A secutor (pl. secutores) was a class of gladiator in ancient Rome. Thought to have originated around AD 50, the secutor ("follower" or "chaser", from sequor "I follow, come or go after") was armed similarly to the murmillo gladiator and like the murmillo, was protected by a heavy shield. A secutor usually carried a short sword, a gladius, or a dagger. The secutor was specially trained to fight a retiarius, a type of lightly armoured gladiator armed with a trident and net.

==Equipment==
The secutor wore a subligaculum (loincloth) and a balteus (a wide belt much like that of the retiarius). On his right arm he wore a manica (a heavy linen or metal wrapping tied with leather thongs). On his left leg he wore an ocrea (a greave made of boiled leather or metal). He also carried a scutum (a curved rectangular shield) to protect himself.

The very distinctive helmet of the secutor had only two small eye-holes, in order to prevent a retiarius' trident from being thrust through the face, as well as a rounded top, so as not to get caught in a net. The flanges protecting his neck were smooth and shaped like fish fins for this purpose. Because of the weight and lack of space in the helmet, the secutor had to win quickly, lest he fall to exhaustion or faint due to breathing constrictions and heavy armor.

== Opponent ==
The secutor was specially trained to fight a retiarius, a type of lightly armoured gladiator armed with a trident and net. This matchup was particularly popular, as it pitted the secutor's heavy armor against the lightweight retiarius. On account of his heavy armor, a secutor was prone to exhaustion during longer matches, and thus relied on quickly concluding the battle to gain victory. The retiarius was lightly equipped in order to evade the secutor's attacks, attempting to exhaust the secutor.

The match-up dramatized an encounter between the "fisherman" (retiarius) and a "fish" (secutor). The retiarius used his net to catch the secutor who was equipped with fish-themed armor bearing scaly patterns and smooth contours. Isidore of Seville noted an association between the retiarius with Neptune, the god of water, and the secutor with Vulcan, the god of fire. He reasons that this is because fire is a pursuer, and fire and water are always at odds.

==Famous secutores==

===Flamma===

A Syrian, he died at the age of 30, after having fought 34 times—winning 21, drawing 9, and needing missio (to be spared) only four times. Flamma also received the highest reward four times, a rudi (wooden sparring sword), which came with the opportunity to stop being a gladiator. Each time he refused the offer, and continued his career.

===Commodus===

Roman Emperor Commodus fought as a secutor, taking to the arena 735 times. His victories were often welcomed by his bested opponents, as bearing scars dealt by the hand of an Emperor were considered a mark of fortitude. Commodus' opponents always surrendered after they were bested. Commodus never killed his gladiatorial adversaries, instead accepting their surrenders.
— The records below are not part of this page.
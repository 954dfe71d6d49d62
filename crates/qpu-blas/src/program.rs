use std::path::Path;

use crate::error::DispatchError;

/// Largest program accepted, in bytes.
pub const MAX_CODE_SIZE: usize = 8192;

/// Size of one QPU instruction in bytes.
pub const INSTRUCTION_SIZE: usize = 8;

/// A compiled QPU program.
///
/// The code is opaque to the host: it is copied into shared memory and started by bus
/// address. The element width records how the program reads its `A` operand, so a
/// float program is never handed a quantized matrix and the other way around.
///
/// # Example
///
/// ```
/// use qpu_blas::QpuProgram;
///
/// let program = QpuProgram::from_words("nop", &[0x0000_0000, 0x1000_0000], 32).unwrap();
/// assert_eq!(program.len(), 8);
/// assert_eq!(program.bits_per_element(), 32);
/// ```
#[derive(Debug, Clone, PartialEq, Eq)]
pub struct QpuProgram {
    name: String,
    code: Vec<u8>,
    bits_per_element: u32,
}

impl QpuProgram {
    /// Creates a program from its code bytes.
    ///
    /// # Errors
    ///
    /// Returns an error if the code is empty, not a whole number of instructions, or
    /// larger than [`MAX_CODE_SIZE`].
    pub fn new(
        name: impl Into<String>,
        code: Vec<u8>,
        bits_per_element: u32,
    ) -> Result<Self, DispatchError> {
        let name = name.into();
        if code.is_empty() || code.len() % INSTRUCTION_SIZE != 0 {
            return Err(DispatchError::InvalidProgram(name));
        }
        if code.len() > MAX_CODE_SIZE {
            return Err(DispatchError::ProgramTooLarge {
                name,
                size: code.len(),
                limit: MAX_CODE_SIZE,
            });
        }
        Ok(Self {
            name,
            code,
            bits_per_element,
        })
    }

    /// Creates a program from 32-bit code words, as an assembler emits them.
    pub fn from_words(
        name: impl Into<String>,
        words: &[u32],
        bits_per_element: u32,
    ) -> Result<Self, DispatchError> {
        let code = words.iter().flat_map(|w| w.to_le_bytes()).collect();
        Self::new(name, code, bits_per_element)
    }

    /// Loads a program binary from disk. The file name becomes the program name.
    pub fn from_file(path: impl AsRef<Path>, bits_per_element: u32) -> Result<Self, DispatchError> {
        let path = path.as_ref();
        let code = std::fs::read(path)?;
        log::debug!("Loaded {} bytes of QPU code from {}", code.len(), path.display());
        Self::new(path.display().to_string(), code, bits_per_element)
    }

    /// Program name.
    pub fn name(&self) -> &str {
        &self.name
    }

    /// Code bytes.
    pub fn code(&self) -> &[u8] {
        &self.code
    }

    /// Code size in bytes.
    pub fn len(&self) -> usize {
        self.code.len()
    }

    /// Always false; empty programs are rejected on construction.
    pub fn is_empty(&self) -> bool {
        self.code.is_empty()
    }

    /// Element width of the `A` operand the program reads.
    pub fn bits_per_element(&self) -> u32 {
        self.bits_per_element
    }
}
#![deny(missing_docs)]
#![doc = env!("CARGO_PKG_DESCRIPTION")]
//!
//! # Overview
//!
//! `qpu-device` is the lowest layer of the workspace. It models the two capabilities the
//! host needs from the co-processor: memory that is addressable by both the ARM core and
//! the QPUs, and a way to start a batch of QPU programs and wait for them to finish.
//!
//! # Architecture
//!
//! - **DeviceAllocator**: allocate, lock, map and release shared memory
//! - **DeviceAllocation**: RAII owner of one locked and mapped region
//! - **DeviceControl**: enable, disable and execute
//! - **DeviceClaim**: guard that keeps the QPUs enabled for its lifetime
//! - **Mailbox**: hardware backend talking to the VideoCore firmware (Linux only)
//! - **FakeDevice**: deterministic in-memory backend for tests and development hosts
//!
//! # Quick Start
//!
//! ```rust
//! use qpu_device::{DeviceAllocation, FakeDevice};
//!
//! let device = FakeDevice::new();
//! let mut region = DeviceAllocation::new(&device, 64, 4096).unwrap();
//! region.as_bytes_mut()[0] = 42;
//! assert_eq!(region.as_bytes()[0], 42);
//! drop(region);
//! assert!(device.stats().is_balanced());
//! ```

/// Allocator module containing the shared memory abstraction.
///
/// This module provides the [`DeviceAllocator`] trait and the [`DeviceAllocation`] owner.
pub mod allocator;

/// Control module containing the job execution abstraction.
pub mod control;

/// Error types for device operations.
pub mod error;

/// In-memory device used when no VideoCore is present.
pub mod fake;

/// VideoCore property mailbox backend.
#[cfg(target_os = "linux")]
pub mod mailbox;

pub use crate::allocator::{BusAddress, DeviceAllocation, DeviceAllocator, MemHandle};
pub use crate::control::{Device, DeviceClaim, DeviceControl};
pub use crate::error::DeviceError;
pub use crate::fake::{FakeDevice, FakeExecution, FakeStats, WorkerLaunch};
#[cfg(target_os = "linux")]
pub use crate::mailbox::{Mailbox, MailboxConfig};

/// Alignment used for every shared allocation, matching the firmware page size.
pub const DEFAULT_ALIGNMENT: usize = 4096;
Commodus' time as a gladiator was not well received by the Roman public. According to Herodian, spectators of Commodus thought it unbecoming of an emperor to take up arms in the amphitheater for sport when he could be campaigning against barbarians among other opponents of Rome. The consensus was that it was below his office to participate as a gladiator.

After Commodus' death in 192 AD, the Roman Senate imposed damnatio memoriae upon Commodus. As a result of his damnation, according to Cassius Dio, the Roman public no longer referred to Commodus by his name or as Emperor after his death. Instead, he was referred to as 'the gladiator' or 'the charioteer' as a means to demean his name.